**Activity**
Only one stretch of the data below is needed. Output the lines from the one with "pub fn mark_voided(&mut" up to and including the one with "self.status = DocumentStatus::Declined;", exactly as they stand.

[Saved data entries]

----

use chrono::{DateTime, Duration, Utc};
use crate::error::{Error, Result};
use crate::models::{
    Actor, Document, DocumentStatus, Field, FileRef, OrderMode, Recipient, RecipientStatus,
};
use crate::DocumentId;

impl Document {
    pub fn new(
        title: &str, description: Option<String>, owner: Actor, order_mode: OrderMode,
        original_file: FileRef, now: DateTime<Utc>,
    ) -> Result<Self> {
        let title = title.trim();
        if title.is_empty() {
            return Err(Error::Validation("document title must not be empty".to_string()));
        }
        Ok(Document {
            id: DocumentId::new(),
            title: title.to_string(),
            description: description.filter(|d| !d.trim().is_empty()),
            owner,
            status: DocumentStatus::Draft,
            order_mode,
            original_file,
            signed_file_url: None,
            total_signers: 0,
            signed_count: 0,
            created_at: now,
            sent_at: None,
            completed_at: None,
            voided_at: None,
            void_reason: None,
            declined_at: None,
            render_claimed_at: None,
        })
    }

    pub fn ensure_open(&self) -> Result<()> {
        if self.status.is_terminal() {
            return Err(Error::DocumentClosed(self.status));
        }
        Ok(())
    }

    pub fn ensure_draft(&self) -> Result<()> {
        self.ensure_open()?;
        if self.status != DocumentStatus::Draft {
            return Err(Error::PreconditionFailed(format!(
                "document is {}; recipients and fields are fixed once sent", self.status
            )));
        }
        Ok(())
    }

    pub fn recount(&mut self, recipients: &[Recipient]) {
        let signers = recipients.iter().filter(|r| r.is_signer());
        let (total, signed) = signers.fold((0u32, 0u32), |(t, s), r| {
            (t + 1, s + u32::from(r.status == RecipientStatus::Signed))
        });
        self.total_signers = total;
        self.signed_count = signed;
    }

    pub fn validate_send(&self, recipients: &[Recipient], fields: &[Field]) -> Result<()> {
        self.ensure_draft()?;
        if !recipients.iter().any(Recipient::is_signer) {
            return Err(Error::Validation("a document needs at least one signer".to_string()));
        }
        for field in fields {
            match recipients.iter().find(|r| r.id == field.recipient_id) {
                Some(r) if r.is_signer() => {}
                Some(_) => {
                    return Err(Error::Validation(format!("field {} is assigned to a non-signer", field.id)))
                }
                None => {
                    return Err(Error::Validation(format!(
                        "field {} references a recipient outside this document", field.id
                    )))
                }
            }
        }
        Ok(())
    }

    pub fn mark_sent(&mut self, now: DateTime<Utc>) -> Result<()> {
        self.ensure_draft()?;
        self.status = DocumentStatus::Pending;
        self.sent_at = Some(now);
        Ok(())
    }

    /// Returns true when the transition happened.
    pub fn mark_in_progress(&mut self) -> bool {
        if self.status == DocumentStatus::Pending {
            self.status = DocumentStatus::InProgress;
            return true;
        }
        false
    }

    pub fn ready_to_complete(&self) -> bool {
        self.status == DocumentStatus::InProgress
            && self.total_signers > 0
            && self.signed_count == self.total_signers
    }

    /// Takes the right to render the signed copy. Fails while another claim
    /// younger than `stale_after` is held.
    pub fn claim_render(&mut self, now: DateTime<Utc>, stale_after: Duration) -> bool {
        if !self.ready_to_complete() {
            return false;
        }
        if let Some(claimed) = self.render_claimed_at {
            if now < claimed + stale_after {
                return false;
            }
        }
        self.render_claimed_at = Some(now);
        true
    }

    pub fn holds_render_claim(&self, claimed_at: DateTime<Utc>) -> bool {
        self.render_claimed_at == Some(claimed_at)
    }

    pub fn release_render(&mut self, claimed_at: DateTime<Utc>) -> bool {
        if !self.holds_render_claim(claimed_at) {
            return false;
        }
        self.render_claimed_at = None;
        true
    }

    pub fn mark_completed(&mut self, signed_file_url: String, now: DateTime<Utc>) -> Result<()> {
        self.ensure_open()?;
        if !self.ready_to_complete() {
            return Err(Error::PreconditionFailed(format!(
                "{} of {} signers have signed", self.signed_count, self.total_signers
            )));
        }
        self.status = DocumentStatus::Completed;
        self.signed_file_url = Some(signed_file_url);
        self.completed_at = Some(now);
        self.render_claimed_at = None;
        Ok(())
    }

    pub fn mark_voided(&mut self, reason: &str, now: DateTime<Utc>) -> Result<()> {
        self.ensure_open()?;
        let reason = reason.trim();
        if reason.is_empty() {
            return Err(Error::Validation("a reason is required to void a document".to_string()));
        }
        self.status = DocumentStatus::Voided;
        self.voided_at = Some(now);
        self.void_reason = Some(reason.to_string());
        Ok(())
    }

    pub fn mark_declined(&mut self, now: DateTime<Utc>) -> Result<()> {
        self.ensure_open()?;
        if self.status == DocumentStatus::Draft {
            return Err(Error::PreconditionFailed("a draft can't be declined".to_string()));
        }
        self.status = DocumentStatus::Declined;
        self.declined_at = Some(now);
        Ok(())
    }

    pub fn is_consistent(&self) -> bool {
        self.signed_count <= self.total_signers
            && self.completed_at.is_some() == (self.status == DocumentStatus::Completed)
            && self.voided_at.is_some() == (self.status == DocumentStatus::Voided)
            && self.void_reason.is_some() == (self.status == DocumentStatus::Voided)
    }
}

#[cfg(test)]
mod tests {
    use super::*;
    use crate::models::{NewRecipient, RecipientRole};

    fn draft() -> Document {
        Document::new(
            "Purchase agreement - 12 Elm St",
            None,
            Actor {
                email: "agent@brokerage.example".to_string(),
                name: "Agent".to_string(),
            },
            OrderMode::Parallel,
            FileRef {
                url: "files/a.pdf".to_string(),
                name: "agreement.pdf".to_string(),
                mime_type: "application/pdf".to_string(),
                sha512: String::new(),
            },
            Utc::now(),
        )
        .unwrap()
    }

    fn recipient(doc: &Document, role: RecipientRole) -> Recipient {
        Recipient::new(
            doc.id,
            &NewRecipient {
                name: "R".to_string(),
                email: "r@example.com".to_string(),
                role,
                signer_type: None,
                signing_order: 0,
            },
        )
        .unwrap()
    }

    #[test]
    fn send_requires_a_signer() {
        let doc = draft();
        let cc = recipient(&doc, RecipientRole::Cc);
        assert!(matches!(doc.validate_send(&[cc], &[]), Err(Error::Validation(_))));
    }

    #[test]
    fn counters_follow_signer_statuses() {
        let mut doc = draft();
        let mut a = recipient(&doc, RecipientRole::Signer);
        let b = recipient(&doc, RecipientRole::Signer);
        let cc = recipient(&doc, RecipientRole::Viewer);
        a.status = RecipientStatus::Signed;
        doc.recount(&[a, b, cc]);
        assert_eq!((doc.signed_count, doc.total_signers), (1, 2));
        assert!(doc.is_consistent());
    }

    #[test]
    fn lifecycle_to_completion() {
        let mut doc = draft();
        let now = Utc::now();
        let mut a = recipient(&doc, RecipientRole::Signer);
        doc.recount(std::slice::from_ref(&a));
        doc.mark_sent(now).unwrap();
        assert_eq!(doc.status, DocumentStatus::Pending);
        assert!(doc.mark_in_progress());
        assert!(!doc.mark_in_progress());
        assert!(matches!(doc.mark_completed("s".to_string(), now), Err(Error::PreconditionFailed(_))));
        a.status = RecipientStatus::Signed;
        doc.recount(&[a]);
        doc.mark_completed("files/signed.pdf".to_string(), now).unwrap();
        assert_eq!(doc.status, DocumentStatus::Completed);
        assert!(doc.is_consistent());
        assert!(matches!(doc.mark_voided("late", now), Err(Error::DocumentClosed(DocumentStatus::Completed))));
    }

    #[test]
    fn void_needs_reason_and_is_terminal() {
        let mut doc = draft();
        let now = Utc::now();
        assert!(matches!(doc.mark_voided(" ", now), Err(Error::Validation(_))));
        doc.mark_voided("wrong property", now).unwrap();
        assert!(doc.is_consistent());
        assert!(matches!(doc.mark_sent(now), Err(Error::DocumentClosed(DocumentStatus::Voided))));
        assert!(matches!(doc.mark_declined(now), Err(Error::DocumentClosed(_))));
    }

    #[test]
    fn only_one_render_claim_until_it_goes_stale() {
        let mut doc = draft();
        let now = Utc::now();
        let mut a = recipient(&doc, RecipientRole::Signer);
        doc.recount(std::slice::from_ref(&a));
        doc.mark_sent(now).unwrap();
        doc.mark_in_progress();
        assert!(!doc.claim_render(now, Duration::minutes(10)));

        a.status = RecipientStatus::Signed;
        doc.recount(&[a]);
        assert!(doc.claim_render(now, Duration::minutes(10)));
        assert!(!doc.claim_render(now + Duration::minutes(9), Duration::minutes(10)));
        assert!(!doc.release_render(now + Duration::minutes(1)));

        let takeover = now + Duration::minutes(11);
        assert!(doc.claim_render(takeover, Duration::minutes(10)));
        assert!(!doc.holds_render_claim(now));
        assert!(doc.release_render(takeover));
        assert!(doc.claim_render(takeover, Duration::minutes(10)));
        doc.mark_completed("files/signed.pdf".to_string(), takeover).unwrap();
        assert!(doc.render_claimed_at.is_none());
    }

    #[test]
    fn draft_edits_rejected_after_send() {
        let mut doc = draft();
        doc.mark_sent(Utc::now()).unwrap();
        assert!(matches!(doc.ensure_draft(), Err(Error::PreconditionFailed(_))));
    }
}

----

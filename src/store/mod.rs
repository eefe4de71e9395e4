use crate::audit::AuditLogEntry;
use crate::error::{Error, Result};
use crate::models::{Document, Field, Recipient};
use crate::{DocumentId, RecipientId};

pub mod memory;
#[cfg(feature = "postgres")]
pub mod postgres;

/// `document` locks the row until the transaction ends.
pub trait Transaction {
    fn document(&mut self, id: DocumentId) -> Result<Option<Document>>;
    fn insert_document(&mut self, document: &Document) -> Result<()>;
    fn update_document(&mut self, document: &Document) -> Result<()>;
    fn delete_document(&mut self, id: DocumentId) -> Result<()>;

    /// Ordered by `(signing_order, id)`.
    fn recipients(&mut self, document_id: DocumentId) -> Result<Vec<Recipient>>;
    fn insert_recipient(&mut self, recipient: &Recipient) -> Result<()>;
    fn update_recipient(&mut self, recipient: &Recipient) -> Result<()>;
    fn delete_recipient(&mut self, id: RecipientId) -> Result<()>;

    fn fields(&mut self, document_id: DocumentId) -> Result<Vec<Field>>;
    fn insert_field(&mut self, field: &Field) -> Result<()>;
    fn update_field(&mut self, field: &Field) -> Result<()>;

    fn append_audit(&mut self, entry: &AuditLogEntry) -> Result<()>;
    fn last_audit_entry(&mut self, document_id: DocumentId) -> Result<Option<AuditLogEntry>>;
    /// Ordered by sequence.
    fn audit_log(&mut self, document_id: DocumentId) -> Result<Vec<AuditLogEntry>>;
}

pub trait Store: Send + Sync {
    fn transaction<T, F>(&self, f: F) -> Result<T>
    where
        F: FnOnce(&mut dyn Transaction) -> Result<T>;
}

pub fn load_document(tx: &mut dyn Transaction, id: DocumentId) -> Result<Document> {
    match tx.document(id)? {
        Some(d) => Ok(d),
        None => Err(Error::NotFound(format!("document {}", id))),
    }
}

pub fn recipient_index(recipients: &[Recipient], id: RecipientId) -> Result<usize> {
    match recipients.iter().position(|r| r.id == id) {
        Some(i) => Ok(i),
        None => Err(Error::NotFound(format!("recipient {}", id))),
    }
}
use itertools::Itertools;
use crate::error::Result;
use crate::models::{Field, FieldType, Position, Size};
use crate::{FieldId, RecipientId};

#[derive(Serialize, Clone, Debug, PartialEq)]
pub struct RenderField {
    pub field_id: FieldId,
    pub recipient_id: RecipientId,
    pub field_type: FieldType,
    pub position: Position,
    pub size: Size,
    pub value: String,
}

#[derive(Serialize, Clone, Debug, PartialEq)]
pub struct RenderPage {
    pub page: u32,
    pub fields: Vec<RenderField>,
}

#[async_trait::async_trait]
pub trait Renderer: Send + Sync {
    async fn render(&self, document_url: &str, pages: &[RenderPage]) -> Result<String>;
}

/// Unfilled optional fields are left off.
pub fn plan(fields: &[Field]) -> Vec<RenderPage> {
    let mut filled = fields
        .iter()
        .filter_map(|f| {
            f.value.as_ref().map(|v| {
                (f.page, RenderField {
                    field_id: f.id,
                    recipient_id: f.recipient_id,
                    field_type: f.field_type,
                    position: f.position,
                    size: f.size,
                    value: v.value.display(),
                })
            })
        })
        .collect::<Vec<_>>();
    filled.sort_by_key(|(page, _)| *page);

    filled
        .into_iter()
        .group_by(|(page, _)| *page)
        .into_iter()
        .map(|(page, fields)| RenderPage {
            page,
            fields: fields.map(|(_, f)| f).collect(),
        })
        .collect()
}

----

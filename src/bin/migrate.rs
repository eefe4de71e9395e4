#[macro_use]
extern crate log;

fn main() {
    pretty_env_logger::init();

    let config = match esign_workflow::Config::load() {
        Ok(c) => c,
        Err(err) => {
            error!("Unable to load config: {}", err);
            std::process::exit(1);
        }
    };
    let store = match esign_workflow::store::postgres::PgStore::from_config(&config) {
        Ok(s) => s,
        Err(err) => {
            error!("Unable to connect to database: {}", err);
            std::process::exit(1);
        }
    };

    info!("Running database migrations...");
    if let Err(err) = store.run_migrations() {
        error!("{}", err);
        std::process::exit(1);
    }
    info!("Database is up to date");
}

----

**Exercise response**
    pub fn mark_voided(&mut self, reason: &str, now: DateTime<Utc>) -> Result<()> {
        self.ensure_open()?;
        let reason = reason.trim();
        if reason.is_empty() {
            return Err(Error::Validation("a reason is required to void a document".to_string()));
        }
        self.status = DocumentStatus::Voided;
        self.voided_at = Some(now);
        self.void_reason = Some(reason.to_string());
        Ok(())
    }

    pub fn mark_declined(&mut self, now: DateTime<Utc>) -> Result<()> {
        self.ensure_open()?;
        if self.status == DocumentStatus::Draft {
            return Err(Error::PreconditionFailed("a draft can't be declined".to_string()));
        }
        self.status = DocumentStatus::Declined;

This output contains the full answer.